Each line of the data has to be retyped exactly as it is.
--- The records ---
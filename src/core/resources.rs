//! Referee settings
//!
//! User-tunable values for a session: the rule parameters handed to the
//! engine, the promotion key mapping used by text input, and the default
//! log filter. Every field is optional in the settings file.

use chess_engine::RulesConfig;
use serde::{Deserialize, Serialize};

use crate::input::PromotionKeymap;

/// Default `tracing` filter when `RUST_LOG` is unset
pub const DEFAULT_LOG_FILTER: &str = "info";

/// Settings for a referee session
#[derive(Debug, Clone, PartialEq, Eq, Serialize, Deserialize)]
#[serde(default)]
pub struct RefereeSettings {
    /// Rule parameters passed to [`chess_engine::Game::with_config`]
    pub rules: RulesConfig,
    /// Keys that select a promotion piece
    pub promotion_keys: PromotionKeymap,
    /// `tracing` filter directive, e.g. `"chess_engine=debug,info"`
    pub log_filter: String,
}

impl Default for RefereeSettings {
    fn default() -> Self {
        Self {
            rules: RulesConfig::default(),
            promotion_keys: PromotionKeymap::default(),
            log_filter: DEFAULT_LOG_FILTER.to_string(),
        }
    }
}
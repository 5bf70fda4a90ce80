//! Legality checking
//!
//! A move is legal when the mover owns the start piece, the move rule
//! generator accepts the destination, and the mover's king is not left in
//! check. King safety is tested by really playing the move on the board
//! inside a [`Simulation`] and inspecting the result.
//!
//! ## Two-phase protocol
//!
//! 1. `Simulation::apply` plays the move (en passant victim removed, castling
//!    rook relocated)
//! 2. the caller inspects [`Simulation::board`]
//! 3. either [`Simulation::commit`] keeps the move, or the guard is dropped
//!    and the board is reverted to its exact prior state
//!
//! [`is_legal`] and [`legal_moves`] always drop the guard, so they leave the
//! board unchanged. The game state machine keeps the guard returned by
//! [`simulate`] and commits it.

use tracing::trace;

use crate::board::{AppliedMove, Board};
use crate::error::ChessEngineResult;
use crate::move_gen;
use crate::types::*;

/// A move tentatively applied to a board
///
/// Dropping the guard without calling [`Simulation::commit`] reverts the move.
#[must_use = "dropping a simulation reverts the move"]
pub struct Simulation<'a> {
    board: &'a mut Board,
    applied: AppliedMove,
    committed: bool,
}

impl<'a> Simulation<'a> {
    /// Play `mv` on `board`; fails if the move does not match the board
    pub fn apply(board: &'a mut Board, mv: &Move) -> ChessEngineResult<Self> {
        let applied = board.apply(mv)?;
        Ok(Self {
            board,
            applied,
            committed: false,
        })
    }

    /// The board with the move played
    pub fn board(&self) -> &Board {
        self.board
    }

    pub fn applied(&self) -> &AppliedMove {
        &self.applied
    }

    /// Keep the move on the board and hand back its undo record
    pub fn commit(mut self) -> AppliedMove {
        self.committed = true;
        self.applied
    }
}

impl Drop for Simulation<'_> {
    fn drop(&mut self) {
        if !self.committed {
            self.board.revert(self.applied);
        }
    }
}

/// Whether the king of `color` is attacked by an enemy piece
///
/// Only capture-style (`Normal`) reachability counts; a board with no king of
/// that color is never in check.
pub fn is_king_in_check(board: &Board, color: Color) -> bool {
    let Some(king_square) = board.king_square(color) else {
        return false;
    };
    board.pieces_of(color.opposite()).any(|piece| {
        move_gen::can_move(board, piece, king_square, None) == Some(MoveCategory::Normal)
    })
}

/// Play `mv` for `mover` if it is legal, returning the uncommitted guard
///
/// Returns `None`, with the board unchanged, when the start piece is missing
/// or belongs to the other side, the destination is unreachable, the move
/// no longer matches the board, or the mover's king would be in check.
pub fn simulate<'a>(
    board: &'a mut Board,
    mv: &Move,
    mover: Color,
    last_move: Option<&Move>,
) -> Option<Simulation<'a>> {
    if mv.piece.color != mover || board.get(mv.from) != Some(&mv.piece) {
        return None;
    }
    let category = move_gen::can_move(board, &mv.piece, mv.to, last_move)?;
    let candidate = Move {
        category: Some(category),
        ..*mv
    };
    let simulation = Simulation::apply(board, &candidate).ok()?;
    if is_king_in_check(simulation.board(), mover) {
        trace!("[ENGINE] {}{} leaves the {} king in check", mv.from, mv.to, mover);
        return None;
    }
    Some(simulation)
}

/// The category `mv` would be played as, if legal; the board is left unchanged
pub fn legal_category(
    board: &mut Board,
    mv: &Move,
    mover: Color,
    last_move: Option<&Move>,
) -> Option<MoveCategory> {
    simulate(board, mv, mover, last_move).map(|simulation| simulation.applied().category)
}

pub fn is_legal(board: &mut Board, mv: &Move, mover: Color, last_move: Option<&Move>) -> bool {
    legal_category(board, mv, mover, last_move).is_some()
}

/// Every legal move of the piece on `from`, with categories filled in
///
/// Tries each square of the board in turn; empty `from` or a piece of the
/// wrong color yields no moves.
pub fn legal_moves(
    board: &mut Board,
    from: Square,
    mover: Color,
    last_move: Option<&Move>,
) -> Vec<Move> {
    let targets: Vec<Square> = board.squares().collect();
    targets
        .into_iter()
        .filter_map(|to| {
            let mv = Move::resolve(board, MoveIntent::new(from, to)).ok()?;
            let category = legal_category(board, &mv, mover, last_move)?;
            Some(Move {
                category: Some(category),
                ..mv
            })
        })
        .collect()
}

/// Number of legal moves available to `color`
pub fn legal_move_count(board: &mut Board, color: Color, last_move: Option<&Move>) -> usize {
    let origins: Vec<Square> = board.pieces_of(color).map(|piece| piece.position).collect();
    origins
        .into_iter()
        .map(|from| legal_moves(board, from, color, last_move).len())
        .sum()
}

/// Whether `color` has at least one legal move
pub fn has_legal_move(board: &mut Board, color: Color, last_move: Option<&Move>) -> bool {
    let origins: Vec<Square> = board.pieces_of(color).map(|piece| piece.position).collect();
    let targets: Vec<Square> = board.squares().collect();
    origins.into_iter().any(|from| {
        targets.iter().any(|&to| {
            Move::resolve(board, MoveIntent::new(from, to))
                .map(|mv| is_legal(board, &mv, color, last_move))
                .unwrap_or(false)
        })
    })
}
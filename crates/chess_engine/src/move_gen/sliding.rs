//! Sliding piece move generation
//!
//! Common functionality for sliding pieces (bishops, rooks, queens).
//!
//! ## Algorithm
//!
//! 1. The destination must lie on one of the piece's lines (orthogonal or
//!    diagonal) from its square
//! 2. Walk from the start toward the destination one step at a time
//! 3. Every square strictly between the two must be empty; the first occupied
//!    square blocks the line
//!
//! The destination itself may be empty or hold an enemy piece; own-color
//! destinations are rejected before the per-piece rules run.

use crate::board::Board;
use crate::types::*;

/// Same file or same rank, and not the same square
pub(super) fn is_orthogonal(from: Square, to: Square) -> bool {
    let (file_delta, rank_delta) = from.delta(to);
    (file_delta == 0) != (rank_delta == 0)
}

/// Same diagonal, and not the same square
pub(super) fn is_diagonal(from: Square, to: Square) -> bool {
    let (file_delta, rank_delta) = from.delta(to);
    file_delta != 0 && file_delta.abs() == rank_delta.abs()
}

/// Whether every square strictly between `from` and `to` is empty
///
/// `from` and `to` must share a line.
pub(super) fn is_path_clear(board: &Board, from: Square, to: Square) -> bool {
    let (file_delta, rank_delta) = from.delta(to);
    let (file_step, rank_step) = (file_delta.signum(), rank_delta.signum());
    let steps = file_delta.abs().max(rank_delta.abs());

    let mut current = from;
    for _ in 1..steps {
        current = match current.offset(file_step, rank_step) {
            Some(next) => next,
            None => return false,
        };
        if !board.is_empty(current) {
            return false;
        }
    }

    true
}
---
Exercise answer:
filename src/core/resources.rs
//! Referee settings
//!
//! User-tunable values for a session: the rule parameters handed to the
//! engine, the promotion key mapping used by text input, and the default
//! log filter. Every field is optional in the settings file.

use chess_engine::RulesConfig;
use serde::{Deserialize, Serialize};

use crate::input::PromotionKeymap;

/// Default `tracing` filter when `RUST_LOG` is unset
pub const DEFAULT_LOG_FILTER: &str = "info";

/// Settings for a referee session
#[derive(Debug, Clone, PartialEq, Eq, Serialize, Deserialize)]
#[serde(default)]
pub struct RefereeSettings {
    /// Rule parameters passed to [`chess_engine::Game::with_config`]
    pub rules: RulesConfig,
    /// Keys that select a promotion piece
    pub promotion_keys: PromotionKeymap,
    /// `tracing` filter directive, e.g. `"chess_engine=debug,info"`
    pub log_filter: String,
}

impl Default for RefereeSettings {
    fn default() -> Self {
        Self {
            rules: RulesConfig::default(),
            promotion_keys: PromotionKeymap::default(),
            log_filter: DEFAULT_LOG_FILTER.to_string(),
        }
    }
}
repository 5bf70fda4a90ce80
//! Legality checking
//!
//! A move is legal when the mover owns the start piece, the move rule
//! generator accepts the destination, and the mover's king is not left in
//! check. King safety is tested by really playing the move on the board
//! inside a [`Simulation`] and inspecting the result.
//!
//! ## Two-phase protocol
//!
//! 1. `Simulation::apply` plays the move (en passant victim removed, castling
//!    rook relocated)
//! 2. the caller inspects [`Simulation::board`]
//! 3. either [`Simulation::commit`] keeps the move, or the guard is dropped
//!    and the board is reverted to its exact prior state
//!
//! [`is_legal`] and [`legal_moves`] always drop the guard, so they leave the
//! board unchanged. The game state machine keeps the guard returned by
//! [`simulate`] and commits it.

use tracing::trace;

use crate::board::{AppliedMove, Board};
use crate::error::ChessEngineResult;
use crate::move_gen;
use crate::types::*;

/// A move tentatively applied to a board
///
/// Dropping the guard without calling [`Simulation::commit`] reverts the move.
#[must_use = "dropping a simulation reverts the move"]
pub struct Simulation<'a> {
    board: &'a mut Board,
    applied: AppliedMove,
    committed: bool,
}

impl<'a> Simulation<'a> {
    /// Play `mv` on `board`; fails if the move does not match the board
    pub fn apply(board: &'a mut Board, mv: &Move) -> ChessEngineResult<Self> {
        let applied = board.apply(mv)?;
        Ok(Self {
            board,
            applied,
            committed: false,
        })
    }

    /// The board with the move played
    pub fn board(&self) -> &Board {
        self.board
    }

    pub fn applied(&self) -> &AppliedMove {
        &self.applied
    }

    /// Keep the move on the board and hand back its undo record
    pub fn commit(mut self) -> AppliedMove {
        self.committed = true;
        self.applied
    }
}

impl Drop for Simulation<'_> {
    fn drop(&mut self) {
        if !self.committed {
            self.board.revert(self.applied);
        }
    }
}

/// Whether the king of `color` is attacked by an enemy piece
///
/// Only capture-style (`Normal`) reachability counts; a board with no king of
/// that color is never in check.
pub fn is_king_in_check(board: &Board, color: Color) -> bool {
    let Some(king_square) = board.king_square(color) else {
        return false;
    };
    board.pieces_of(color.opposite()).any(|piece| {
        move_gen::can_move(board, piece, king_square, None) == Some(MoveCategory::Normal)
    })
}

/// Play `mv` for `mover` if it is legal, returning the uncommitted guard
///
/// Returns `None`, with the board unchanged, when the start piece is missing
/// or belongs to the other side, the destination is unreachable, the move
/// no longer matches the board, or the mover's king would be in check.
pub fn simulate<'a>(
    board: &'a mut Board,
    mv: &Move,
    mover: Color,
    last_move: Option<&Move>,
) -> Option<Simulation<'a>> {
    if mv.piece.color != mover || board.get(mv.from) != Some(&mv.piece) {
        return None;
    }
    let category = move_gen::can_move(board, &mv.piece, mv.to, last_move)?;
    let candidate = Move {
        category: Some(category),
        ..*mv
    };
    let simulation = Simulation::apply(board, &candidate).ok()?;
    if is_king_in_check(simulation.board(), mover) {
        trace!("[ENGINE] {}{} leaves the {} king in check", mv.from, mv.to, mover);
        return None;
    }
    Some(simulation)
}

/// The category `mv` would be played as, if legal; the board is left unchanged
pub fn legal_category(
    board: &mut Board,
    mv: &Move,
    mover: Color,
    last_move: Option<&Move>,
) -> Option<MoveCategory> {
    simulate(board, mv, mover, last_move).map(|simulation| simulation.applied().category)
}

pub fn is_legal(board: &mut Board, mv: &Move, mover: Color, last_move: Option<&Move>) -> bool {
    legal_category(board, mv, mover, last_move).is_some()
}

/// Every legal move of the piece on `from`, with categories filled in
///
/// Tries each square of the board in turn; empty `from` or a piece of the
/// wrong color yields no moves.
pub fn legal_moves(
    board: &mut Board,
    from: Square,
    mover: Color,
    last_move: Option<&Move>,
) -> Vec<Move> {
    let targets: Vec<Square> = board.squares().collect();
    targets
        .into_iter()
        .filter_map(|to| {
            let mv = Move::resolve(board, MoveIntent::new(from, to)).ok()?;
            let category = legal_category(board, &mv, mover, last_move)?;
            Some(Move {
                category: Some(category),
                ..mv
            })
        })
        .collect()
}

/// Number of legal moves available to `color`
pub fn legal_move_count(board: &mut Board, color: Color, last_move: Option<&Move>) -> usize {
    let origins: Vec<Square> = board.pieces_of(color).map(|piece| piece.position).collect();
    origins
        .into_iter()
        .map(|from| legal_moves(board, from, color, last_move).len())
        .sum()
}

/// Whether `color` has at least one legal move
pub fn has_legal_move(board: &mut Board, color: Color, last_move: Option<&Move>) -> bool {
    let origins: Vec<Square> = board.pieces_of(color).map(|piece| piece.position).collect();
    let targets: Vec<Square> = board.squares().collect();
    origins.into_iter().any(|from| {
        targets.iter().any(|&to| {
            Move::resolve(board, MoveIntent::new(from, to))
                .map(|mv| is_legal(board, &mv, color, last_move))
                .unwrap_or(false)
        })
    })
}
filename crates/chess_engine/src/move_gen/sliding.rs
//! Sliding piece move generation
//!
//! Common functionality for sliding pieces (bishops, rooks, queens).
//!
//! ## Algorithm
//!
//! 1. The destination must lie on one of the piece's lines (orthogonal or
//!    diagonal) from its square
//! 2. Walk from the start toward the destination one step at a time
//! 3. Every square strictly between the two must be empty; the first occupied
//!    square blocks the line
//!
//! The destination itself may be empty or hold an enemy piece; own-color
//! destinations are rejected before the per-piece rules run.

use crate::board::Board;
use crate::types::*;

/// Same file or same rank, and not the same square
pub(super) fn is_orthogonal(from: Square, to: Square) -> bool {
    let (file_delta, rank_delta) = from.delta(to);
    (file_delta == 0) != (rank_delta == 0)
}

/// Same diagonal, and not the same square
pub(super) fn is_diagonal(from: Square, to: Square) -> bool {
    let (file_delta, rank_delta) = from.delta(to);
    file_delta != 0 && file_delta.abs() == rank_delta.abs()
}

/// Whether every square strictly between `from` and `to` is empty
///
/// `from` and `to` must share a line.
pub(super) fn is_path_clear(board: &Board, from: Square, to: Square) -> bool {
    let (file_delta, rank_delta) = from.delta(to);
    let (file_step, rank_step) = (file_delta.signum(), rank_delta.signum());
    let steps = file_delta.abs().max(rank_delta.abs());

    let mut current = from;
    for _ in 1..steps {
        current = match current.offset(file_step, rank_step) {
            Some(next) => next,
            None => return false,
        };
        if !board.is_empty(current) {
            return false;
        }
    }

    true
}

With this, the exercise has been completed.